Exactly as written, copy the lines of the data below from the first through the one containing "pub struct ClearStrategy;".
BEGIN
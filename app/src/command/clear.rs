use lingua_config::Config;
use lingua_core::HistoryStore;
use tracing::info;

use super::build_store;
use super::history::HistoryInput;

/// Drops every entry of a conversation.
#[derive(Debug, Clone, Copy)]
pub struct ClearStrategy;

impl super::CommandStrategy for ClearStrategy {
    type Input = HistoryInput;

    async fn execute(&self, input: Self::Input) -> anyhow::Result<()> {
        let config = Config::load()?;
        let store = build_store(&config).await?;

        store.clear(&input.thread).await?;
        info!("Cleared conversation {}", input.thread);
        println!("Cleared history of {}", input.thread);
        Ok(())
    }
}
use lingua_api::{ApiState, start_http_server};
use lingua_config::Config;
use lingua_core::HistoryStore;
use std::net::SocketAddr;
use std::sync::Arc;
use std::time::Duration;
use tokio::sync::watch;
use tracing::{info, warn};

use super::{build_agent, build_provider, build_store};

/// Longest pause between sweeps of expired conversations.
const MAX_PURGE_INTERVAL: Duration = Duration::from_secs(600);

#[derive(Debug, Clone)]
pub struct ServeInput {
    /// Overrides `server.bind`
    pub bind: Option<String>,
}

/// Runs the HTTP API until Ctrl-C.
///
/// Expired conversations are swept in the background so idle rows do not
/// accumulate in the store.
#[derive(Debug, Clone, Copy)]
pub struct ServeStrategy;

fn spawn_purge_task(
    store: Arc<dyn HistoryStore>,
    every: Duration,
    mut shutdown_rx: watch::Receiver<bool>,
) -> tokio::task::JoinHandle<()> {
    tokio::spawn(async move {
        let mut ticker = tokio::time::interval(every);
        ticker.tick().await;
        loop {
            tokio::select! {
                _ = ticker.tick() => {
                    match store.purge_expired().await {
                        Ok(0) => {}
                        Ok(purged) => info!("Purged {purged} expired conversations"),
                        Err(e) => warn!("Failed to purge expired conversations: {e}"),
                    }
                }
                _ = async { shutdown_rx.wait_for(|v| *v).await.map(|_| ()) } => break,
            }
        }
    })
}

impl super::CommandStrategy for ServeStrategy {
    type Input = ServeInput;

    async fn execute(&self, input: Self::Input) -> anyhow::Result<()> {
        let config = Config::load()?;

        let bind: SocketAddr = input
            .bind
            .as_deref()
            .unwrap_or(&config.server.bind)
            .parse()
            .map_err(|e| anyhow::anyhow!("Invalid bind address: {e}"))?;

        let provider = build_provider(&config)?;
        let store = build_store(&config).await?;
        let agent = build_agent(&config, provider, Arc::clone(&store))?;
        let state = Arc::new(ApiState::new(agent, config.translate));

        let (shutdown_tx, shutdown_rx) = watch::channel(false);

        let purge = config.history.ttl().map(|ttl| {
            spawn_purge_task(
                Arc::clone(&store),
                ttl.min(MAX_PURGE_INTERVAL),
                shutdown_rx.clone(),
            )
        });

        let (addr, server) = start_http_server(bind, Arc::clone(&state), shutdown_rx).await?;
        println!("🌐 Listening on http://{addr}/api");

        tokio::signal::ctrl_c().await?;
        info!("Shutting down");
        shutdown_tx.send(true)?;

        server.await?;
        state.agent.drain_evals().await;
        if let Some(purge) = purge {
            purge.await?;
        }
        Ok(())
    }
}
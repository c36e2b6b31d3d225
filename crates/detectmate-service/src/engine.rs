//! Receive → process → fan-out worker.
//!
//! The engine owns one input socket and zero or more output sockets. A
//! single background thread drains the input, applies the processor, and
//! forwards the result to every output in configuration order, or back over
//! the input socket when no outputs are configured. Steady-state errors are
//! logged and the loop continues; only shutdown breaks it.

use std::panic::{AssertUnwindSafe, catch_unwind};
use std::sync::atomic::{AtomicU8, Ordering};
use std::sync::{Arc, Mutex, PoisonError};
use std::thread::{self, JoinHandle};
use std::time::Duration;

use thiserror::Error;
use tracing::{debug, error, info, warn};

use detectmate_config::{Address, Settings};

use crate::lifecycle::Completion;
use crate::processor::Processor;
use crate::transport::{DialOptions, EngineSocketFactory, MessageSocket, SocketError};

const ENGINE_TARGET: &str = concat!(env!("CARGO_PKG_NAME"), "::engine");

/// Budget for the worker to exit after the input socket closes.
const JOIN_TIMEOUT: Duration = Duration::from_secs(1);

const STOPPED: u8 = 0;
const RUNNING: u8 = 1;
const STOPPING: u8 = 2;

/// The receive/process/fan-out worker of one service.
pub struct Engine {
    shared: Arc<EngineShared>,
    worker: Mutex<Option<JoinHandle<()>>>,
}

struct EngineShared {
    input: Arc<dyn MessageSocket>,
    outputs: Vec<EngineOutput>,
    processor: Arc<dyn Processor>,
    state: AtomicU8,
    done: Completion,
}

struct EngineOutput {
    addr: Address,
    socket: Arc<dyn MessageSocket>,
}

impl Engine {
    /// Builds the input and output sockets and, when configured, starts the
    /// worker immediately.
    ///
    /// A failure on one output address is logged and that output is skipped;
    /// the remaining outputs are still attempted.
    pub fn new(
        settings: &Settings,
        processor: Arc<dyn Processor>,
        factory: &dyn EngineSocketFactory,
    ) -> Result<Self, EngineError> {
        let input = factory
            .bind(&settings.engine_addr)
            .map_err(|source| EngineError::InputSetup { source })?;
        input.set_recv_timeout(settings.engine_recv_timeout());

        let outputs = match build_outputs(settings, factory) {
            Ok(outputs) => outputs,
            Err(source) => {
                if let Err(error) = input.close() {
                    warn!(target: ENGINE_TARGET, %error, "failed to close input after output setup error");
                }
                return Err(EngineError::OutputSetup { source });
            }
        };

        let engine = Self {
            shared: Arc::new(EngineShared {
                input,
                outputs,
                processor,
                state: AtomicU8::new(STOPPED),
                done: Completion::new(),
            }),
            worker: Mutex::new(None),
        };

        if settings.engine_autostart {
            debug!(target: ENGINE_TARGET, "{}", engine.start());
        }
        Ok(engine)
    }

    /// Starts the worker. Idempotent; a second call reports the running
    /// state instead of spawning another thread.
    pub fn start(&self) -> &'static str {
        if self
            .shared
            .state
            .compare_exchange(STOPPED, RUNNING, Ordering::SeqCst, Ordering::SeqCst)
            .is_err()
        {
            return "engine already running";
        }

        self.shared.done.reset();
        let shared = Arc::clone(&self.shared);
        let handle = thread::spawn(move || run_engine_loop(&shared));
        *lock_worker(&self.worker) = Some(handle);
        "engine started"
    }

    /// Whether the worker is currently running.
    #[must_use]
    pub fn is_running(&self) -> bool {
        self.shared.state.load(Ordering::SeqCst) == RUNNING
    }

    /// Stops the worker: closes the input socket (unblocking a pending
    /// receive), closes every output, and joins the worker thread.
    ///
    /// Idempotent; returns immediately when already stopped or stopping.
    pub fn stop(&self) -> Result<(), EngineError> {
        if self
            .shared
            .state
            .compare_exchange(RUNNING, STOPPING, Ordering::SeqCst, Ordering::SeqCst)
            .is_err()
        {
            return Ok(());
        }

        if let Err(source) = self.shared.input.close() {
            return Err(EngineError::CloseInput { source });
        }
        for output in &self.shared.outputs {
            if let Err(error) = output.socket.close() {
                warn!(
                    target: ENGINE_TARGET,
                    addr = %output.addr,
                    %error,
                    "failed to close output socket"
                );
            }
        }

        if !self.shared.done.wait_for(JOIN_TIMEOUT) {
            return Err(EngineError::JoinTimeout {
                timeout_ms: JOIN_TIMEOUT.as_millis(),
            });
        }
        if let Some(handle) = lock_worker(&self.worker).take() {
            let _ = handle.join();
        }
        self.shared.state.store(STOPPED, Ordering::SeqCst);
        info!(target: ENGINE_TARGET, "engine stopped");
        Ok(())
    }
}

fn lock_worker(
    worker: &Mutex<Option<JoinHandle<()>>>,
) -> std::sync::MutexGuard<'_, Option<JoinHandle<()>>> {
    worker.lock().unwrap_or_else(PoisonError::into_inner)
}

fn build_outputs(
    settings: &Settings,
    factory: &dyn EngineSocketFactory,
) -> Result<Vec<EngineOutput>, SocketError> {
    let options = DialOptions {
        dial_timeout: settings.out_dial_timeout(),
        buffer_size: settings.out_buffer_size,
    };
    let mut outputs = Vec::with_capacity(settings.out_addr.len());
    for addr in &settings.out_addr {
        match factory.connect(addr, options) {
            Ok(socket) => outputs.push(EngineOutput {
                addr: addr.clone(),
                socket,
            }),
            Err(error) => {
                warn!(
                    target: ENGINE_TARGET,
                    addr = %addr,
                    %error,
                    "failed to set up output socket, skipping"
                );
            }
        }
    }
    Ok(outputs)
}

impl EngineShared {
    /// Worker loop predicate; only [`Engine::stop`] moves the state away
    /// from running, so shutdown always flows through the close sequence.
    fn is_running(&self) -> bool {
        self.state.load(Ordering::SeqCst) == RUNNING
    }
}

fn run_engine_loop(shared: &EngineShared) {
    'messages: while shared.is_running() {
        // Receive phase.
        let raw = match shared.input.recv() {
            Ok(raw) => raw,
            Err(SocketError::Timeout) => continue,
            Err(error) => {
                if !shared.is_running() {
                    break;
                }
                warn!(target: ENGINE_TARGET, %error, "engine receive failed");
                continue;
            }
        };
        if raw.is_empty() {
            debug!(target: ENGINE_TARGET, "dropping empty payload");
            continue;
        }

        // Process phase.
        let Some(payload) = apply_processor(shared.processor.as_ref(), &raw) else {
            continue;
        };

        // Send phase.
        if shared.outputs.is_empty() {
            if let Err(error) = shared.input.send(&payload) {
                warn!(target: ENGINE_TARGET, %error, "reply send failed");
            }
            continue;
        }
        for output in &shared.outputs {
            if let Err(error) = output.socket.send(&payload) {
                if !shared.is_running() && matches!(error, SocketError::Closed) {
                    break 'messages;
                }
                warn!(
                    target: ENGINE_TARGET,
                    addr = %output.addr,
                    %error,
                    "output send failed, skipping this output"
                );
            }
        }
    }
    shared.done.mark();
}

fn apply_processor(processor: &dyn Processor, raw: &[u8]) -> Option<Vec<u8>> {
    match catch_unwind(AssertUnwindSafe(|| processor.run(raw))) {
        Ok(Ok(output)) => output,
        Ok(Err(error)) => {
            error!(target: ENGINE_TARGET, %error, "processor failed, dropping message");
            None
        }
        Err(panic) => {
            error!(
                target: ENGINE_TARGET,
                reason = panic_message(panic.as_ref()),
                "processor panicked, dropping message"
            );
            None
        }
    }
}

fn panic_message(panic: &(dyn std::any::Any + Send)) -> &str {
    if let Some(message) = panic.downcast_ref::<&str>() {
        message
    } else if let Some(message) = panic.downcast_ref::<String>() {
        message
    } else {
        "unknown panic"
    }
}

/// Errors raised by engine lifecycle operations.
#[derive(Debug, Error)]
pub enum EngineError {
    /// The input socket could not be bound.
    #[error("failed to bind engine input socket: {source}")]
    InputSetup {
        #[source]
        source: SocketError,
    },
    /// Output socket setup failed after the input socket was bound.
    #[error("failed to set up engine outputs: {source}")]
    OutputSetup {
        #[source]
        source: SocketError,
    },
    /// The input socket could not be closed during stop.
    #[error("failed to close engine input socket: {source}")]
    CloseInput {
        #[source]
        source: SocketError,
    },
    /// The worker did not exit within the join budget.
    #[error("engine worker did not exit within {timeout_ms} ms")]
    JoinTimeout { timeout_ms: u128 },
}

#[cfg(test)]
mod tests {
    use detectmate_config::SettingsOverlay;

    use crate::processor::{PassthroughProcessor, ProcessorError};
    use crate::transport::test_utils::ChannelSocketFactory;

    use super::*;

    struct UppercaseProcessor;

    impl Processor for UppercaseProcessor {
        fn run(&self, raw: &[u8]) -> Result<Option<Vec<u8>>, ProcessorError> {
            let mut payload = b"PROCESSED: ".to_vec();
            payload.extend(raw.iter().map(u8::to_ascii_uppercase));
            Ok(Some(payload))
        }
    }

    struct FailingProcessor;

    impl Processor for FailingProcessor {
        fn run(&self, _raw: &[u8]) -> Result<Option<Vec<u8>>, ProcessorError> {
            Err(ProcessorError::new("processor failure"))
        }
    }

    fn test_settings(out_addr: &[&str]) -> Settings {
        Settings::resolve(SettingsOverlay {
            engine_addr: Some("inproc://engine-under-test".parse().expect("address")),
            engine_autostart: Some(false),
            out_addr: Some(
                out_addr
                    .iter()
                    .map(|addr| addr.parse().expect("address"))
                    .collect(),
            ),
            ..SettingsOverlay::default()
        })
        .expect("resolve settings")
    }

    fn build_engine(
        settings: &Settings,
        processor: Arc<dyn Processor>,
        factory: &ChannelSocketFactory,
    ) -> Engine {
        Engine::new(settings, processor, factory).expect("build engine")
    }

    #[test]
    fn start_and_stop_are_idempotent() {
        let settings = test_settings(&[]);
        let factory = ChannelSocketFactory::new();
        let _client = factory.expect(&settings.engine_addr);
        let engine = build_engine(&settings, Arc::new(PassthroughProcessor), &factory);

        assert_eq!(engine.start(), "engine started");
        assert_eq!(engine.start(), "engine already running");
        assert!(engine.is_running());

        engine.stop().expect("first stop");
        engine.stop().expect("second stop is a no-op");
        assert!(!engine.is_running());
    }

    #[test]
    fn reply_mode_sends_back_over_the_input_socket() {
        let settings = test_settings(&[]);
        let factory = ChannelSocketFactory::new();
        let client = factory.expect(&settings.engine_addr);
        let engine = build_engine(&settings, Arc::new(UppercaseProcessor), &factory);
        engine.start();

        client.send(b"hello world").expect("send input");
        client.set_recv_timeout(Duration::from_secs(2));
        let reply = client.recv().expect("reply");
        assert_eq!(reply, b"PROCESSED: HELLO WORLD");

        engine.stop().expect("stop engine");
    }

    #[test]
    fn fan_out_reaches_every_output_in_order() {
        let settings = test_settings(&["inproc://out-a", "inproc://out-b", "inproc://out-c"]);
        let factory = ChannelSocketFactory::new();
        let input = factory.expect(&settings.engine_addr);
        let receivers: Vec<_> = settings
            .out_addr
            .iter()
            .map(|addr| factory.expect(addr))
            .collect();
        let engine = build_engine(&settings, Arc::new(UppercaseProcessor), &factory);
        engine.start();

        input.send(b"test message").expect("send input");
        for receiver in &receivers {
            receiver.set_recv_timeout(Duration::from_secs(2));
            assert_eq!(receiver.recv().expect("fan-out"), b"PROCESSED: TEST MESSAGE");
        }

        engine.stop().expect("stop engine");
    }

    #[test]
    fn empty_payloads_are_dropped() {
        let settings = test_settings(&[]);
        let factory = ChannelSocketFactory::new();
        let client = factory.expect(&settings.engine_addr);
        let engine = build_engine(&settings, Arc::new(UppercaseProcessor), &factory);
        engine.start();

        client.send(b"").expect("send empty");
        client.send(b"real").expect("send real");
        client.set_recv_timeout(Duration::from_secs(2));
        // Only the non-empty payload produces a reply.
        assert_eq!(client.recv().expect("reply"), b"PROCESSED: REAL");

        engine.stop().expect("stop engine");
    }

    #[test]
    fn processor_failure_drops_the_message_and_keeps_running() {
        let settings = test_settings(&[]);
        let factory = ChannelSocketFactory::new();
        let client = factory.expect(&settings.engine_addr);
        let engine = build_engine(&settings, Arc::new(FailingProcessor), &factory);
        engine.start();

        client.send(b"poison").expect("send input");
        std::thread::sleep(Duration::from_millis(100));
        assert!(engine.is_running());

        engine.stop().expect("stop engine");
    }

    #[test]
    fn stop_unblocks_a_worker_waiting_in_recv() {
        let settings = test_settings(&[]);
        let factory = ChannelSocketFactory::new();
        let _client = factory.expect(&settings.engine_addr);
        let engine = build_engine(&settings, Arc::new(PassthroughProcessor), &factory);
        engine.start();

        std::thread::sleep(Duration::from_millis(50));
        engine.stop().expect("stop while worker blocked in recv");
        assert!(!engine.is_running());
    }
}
END
SOLUTION TO THE PROBLEM:
filename app/src/command/clear.rs
use lingua_config::Config;
use lingua_core::HistoryStore;
use tracing::info;

use super::build_store;
use super::history::HistoryInput;

/// Drops every entry of a conversation.
#[derive(Debug, Clone, Copy)]
pub struct ClearStrategy;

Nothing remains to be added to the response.